Robôs móveis ocupam depósitos: mais de 500.000 deles estarão trabalhando em 2030

A indústria da cadeia de abastecimento está a acelerar a automatização dos armazéns, dada a expansão e a escassez do comércio eletrónico

força de trabalho.Além de soluções como seleção por voz e exoesqueletos que aliviam parte da carga de trabalho das pessoas, os robôs móveis tornaram-se a solução mais comum para melhorar a produtividade no armazém.

De acordo com a consultoria ABI Research,o CAGR de remessas globais de robôs móveis para depósitos chegará a 40% entre 2021 e 2030. Isso significa que, no final da década, mais de meio milhão de robôs móveis estarão em depósitos em todo o mundo.

Além da robótica móvel, as vendassoluções como sistemas automatizados de armazenamento e recuperação (AS/RS) também estão crescendo.

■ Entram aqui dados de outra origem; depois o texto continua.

//! Colors and shared UI assets, injected rather than fetched ambiently so
//! every surface can be themed (and tested) from one place.
use bevy::prelude::{Plugin as BevyPlugin, *};

use crate::state::{GameMode, GameSnapshot, Mark, Outcome};

/// The resolved theme colors. The hosting application may replace this
/// resource wholesale; the defaults are the dark slate palette.
pub struct Palette {
    pub background: Color,
    pub card: Color,
    pub text: Color,
    pub card_subtext: Color,
    pub border: Color,
    pub primary: Color,
    /// Coin amber, also the draw status color.
    pub accent: Color,
    pub win: Color,
    pub loss: Color,
    pub turn: Color,
}
impl Default for Palette {
    fn default() -> Self {
        Self {
            background: Color::rgb_u8(0x0f, 0x17, 0x2a),
            card: Color::rgb_u8(0x1e, 0x29, 0x3b),
            text: Color::rgb_u8(0xf8, 0xfa, 0xfc),
            card_subtext: Color::rgb_u8(0x94, 0xa3, 0xb8),
            border: Color::rgb_u8(0x33, 0x41, 0x55),
            primary: Color::rgb_u8(0x3b, 0x82, 0xf6),
            accent: Color::rgb_u8(0xf5, 0x9e, 0x0b),
            win: Color::rgb_u8(0x10, 0xb9, 0x81),
            loss: Color::rgb_u8(0xef, 0x44, 0x44),
            turn: Color::rgb_u8(0x60, 0xa5, 0xfa),
        }
    }
}
impl Palette {
    pub fn mark_color(&self, mark: Mark) -> Color {
        match mark {
            Mark::Cross => self.win,
            Mark::Nought => self.loss,
        }
    }

    /// Color of the header status pill for the given snapshot.
    pub fn status_color(&self, snapshot: &GameSnapshot) -> Color {
        match snapshot.winner {
            Some(Outcome::Won(Mark::Cross)) => self.win,
            Some(Outcome::Won(Mark::Nought)) => self.loss,
            Some(Outcome::Draw) => self.accent,
            None => self.turn,
        }
    }
}

/// Wording of the header status pill.
pub fn status_text(snapshot: &GameSnapshot) -> &'static str {
    match (snapshot.winner, snapshot.current_player, snapshot.game_mode) {
        (Some(Outcome::Draw), ..) => "It's a Draw!",
        (Some(Outcome::Won(Mark::Cross)), ..) => "You Win!",
        (Some(Outcome::Won(Mark::Nought)), _, GameMode::VsAi) => "AI Wins!",
        (Some(Outcome::Won(Mark::Nought)), ..) => "Player O Wins!",
        (None, Mark::Cross, _) => "Your Turn",
        (None, Mark::Nought, GameMode::VsAi) => "AI Turn",
        (None, Mark::Nought, GameMode::VsHuman) => "Player O's Turn",
    }
}

pub struct UiAssets {
    pub font: Handle<Font>,
}
impl FromWorld for UiAssets {
    fn from_world(world: &mut World) -> Self {
        let assets = world.get_resource::<AssetServer>().unwrap();
        Self { font: assets.load("Inter-SemiBold.ttf") }
    }
}

impl UiAssets {
    pub fn text_bundle(&self, content: &str, font_size: f32, color: Color) -> TextBundle {
        let style = TextStyle { color, font: self.font.clone(), font_size };
        let align = TextAlignment {
            horizontal: HorizontalAlign::Center,
            ..Default::default()
        };
        let text = Text::with_section(content, style, align);
        TextBundle { text, ..Default::default() }
    }
}

pub struct Plugin;
impl BevyPlugin for Plugin {
    fn build(&self, app: &mut App) {
        app.init_resource::<Palette>().init_resource::<UiAssets>();
    }
}

#[cfg(test)]
mod tests {
    use super::*;

    #[test]
    fn status_follows_winner_then_turn() {
        let mut snapshot = GameSnapshot::default();
        assert_eq!(status_text(&snapshot), "Your Turn");
        snapshot.current_player = Mark::Nought;
        assert_eq!(status_text(&snapshot), "AI Turn");
        snapshot.game_mode = GameMode::VsHuman;
        assert_eq!(status_text(&snapshot), "Player O's Turn");

        snapshot.winner = Some(Outcome::Won(Mark::Cross));
        assert_eq!(status_text(&snapshot), "You Win!");
        snapshot.winner = Some(Outcome::Won(Mark::Nought));
        assert_eq!(status_text(&snapshot), "Player O Wins!");
        snapshot.game_mode = GameMode::VsAi;
        assert_eq!(status_text(&snapshot), "AI Wins!");
        snapshot.winner = Some(Outcome::Draw);
        assert_eq!(status_text(&snapshot), "It's a Draw!");
    }
}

Liderados por empresas como Swisslog, Bastian Solutions e Körber, os analistas esperam que o mercado ultrapasse os 18 mil milhões de dólares até 2030 – o que significa que o mercado irá ultrapassar os 18 mil milhões de dólares até 2030. isto corresponde a um crescimento CAGR de 9% durante o período em análise.

O segmento RS inclui vários sistemas comcontrolado por computador para a colocação e recuperação automática de mercadorias em locais de armazenamento específicos, ideal para grandes volumes de mercadorias que entram e saem do depósito.

De acordo com as estatísticas, no ano passado o mundo foi95 bilhões de itens entregues. Espera-se que esse volume dobre até 2026, com uma taxa média de crescimento anual de 14% durante o período em análise.

Tudo isso levanta uma questão bastante natural: como terminará o processo de destituição de empregos em favor da automação? A humanidade encontrará novas profissões em vez daquelas que dá aos robôs?

Claro, o progresso já o tornou desnecessário, por exemplo,Os acendedores de lâmpadas e representantes dessa profissão se foram. Mas não eram tantos e o progresso não era tão rápido. Hoje, o ritmo da robotização em várias áreas é visível a olho nu, e ainda não é aceito pensar nas consequências.